Deutsche Startup-Awards 2024: Berlins Gründer:innen und Investor:innen glänzen mit Innovationen
Jana SimonDeutsche Startup-Awards 2024: Berlins Gründer:innen und Investor:innen glänzen mit Innovationen
Berlins Startup-Szene im Rampenlicht: Die 7. Deutschen Startup-Awards
Die Berliner Startup-Szene stand im Mittelpunkt der 7. Deutschen Startup-Awards, wo Gründer:innen, Investor:innen und Innovator:innen zusammenkamen, um die Erfolge der Branche zu feiern. Die diese Woche abgehaltene Veranstaltung würdigte herausragende Talente in verschiedenen Kategorien – von aufstrebenden Unternehmer:innen bis zu erfahrenen Investor:innen.
Bundeskanzler Friedrich Merz eröffnete die Preisverleihung mit einer Rede, in der er die zentrale Rolle von Startups für die wirtschaftliche und technologische Zukunft Deutschlands betonte.
Die seit 2020 vergebenen Awards verzeichneten in diesem Jahr fast 500 Nominierungen. Besonders stark vertreten waren Berliner Fachleute in den Investor:innen-Kategorien: Judith Dada vom Visionaries Club wurde als Investorin des Jahres (weiblich) ausgezeichnet, während Simon Schmincke von Creandum den Titel Investor des Jahres (männlich) erhielt.

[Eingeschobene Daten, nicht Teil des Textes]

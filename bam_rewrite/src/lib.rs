mod block;
mod gz;
mod util;

pub mod codec;
pub mod config;
pub mod dispatch;
pub mod error;
pub mod frame;
pub mod lane;
pub mod mate;
pub mod parse_buffer;
pub mod pipeline;
pub mod pool;
pub mod reader;
pub mod rewrite_buffer;
pub mod sink;
// Sort keys put on records before they enter a rewrite buffer.
pub mod sorting;

pub mod record {
    mod alignment;
    /// Assembles BAM records from SAM level fields.
    pub mod builder;
    pub mod cigar;
    /// This module contains definition of Fields enum which is used to query
    /// BAM record fields.
    pub mod fields;
    mod flags;
    /// Module responsible for tags parsing
    pub mod tags;

    pub use alignment::{Owner, Record, Role, SlotId, SortKey};
    pub use flags::Flags;
}

pub use codec::{BamCodec, Format, RecordCodec, SamCodec};
pub use config::PipelineConfig;
pub use dispatch::{Dispatcher, HandOff, Stage, WorkPackage};
pub use error::{DecodeError, PipelineError, Result};
pub use pipeline::{Pipeline, PipelineStats};
pub use reader::{open, Header, Input};
pub use sink::{MemorySink, RewriteSink, RunWriter};
pub use sorting::SortOrder;

use std::mem;

pub const MEGA_BYTE_SIZE: usize = 1024 * 1024;
const U32_SIZE: usize = mem::size_of::<u32>();
const U16_SIZE: usize = mem::size_of::<u16>();
const U8_SIZE: usize = mem::size_of::<u8>();
const MAGIC_NUMBER: &[u8] = b"BAM\x01";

In den Gründer:innen-Kategorien ging der Preis an Julie Lepique von Femtasy als Gründerin des Jahres (weiblich). Jarek Kutylowski, Mitgründer des Übersetzungsdienstes DeepL, wurde als Gründer des Jahres (männlich) geehrt. Die Auszeichnungen für den Newcomer des Jahres erhielten Ruth Bosse von Ark Software (weiblich) und Christian Nistel von Droidrun (männlich).
Den Impact-Unternehmer-Preis teilten sich Pia Wülfing und Ali Abderrahmane, die für den Aufbau von Startups mit starkem sozialen und ökologischen Engagement gewürdigt wurden. Verena Pausder, Vorsitzende des Bundesverbands Deutsche Startups, nutzte die Gelegenheit, um mehr innovative Vorbilder zu fordern, die die nächste Generation von Unternehmer:innen inspirieren.
Die Auszeichnungen unterstrichen einmal mehr Berlins Position als Drehscheibe für Startup-Talente und Investitionen. Die Preisträger:innen aller Kategorien reihen sich nun in die wachsende Liste von Gründer:innen und Förder:innen ein, die die deutsche Innovationslandschaft prägen. Die Veranstaltung machte zudem deutlich, wie wichtig Anerkennung ist, um ein lebendiges und wettbewerbsfähiges Ökosystem zu fördern.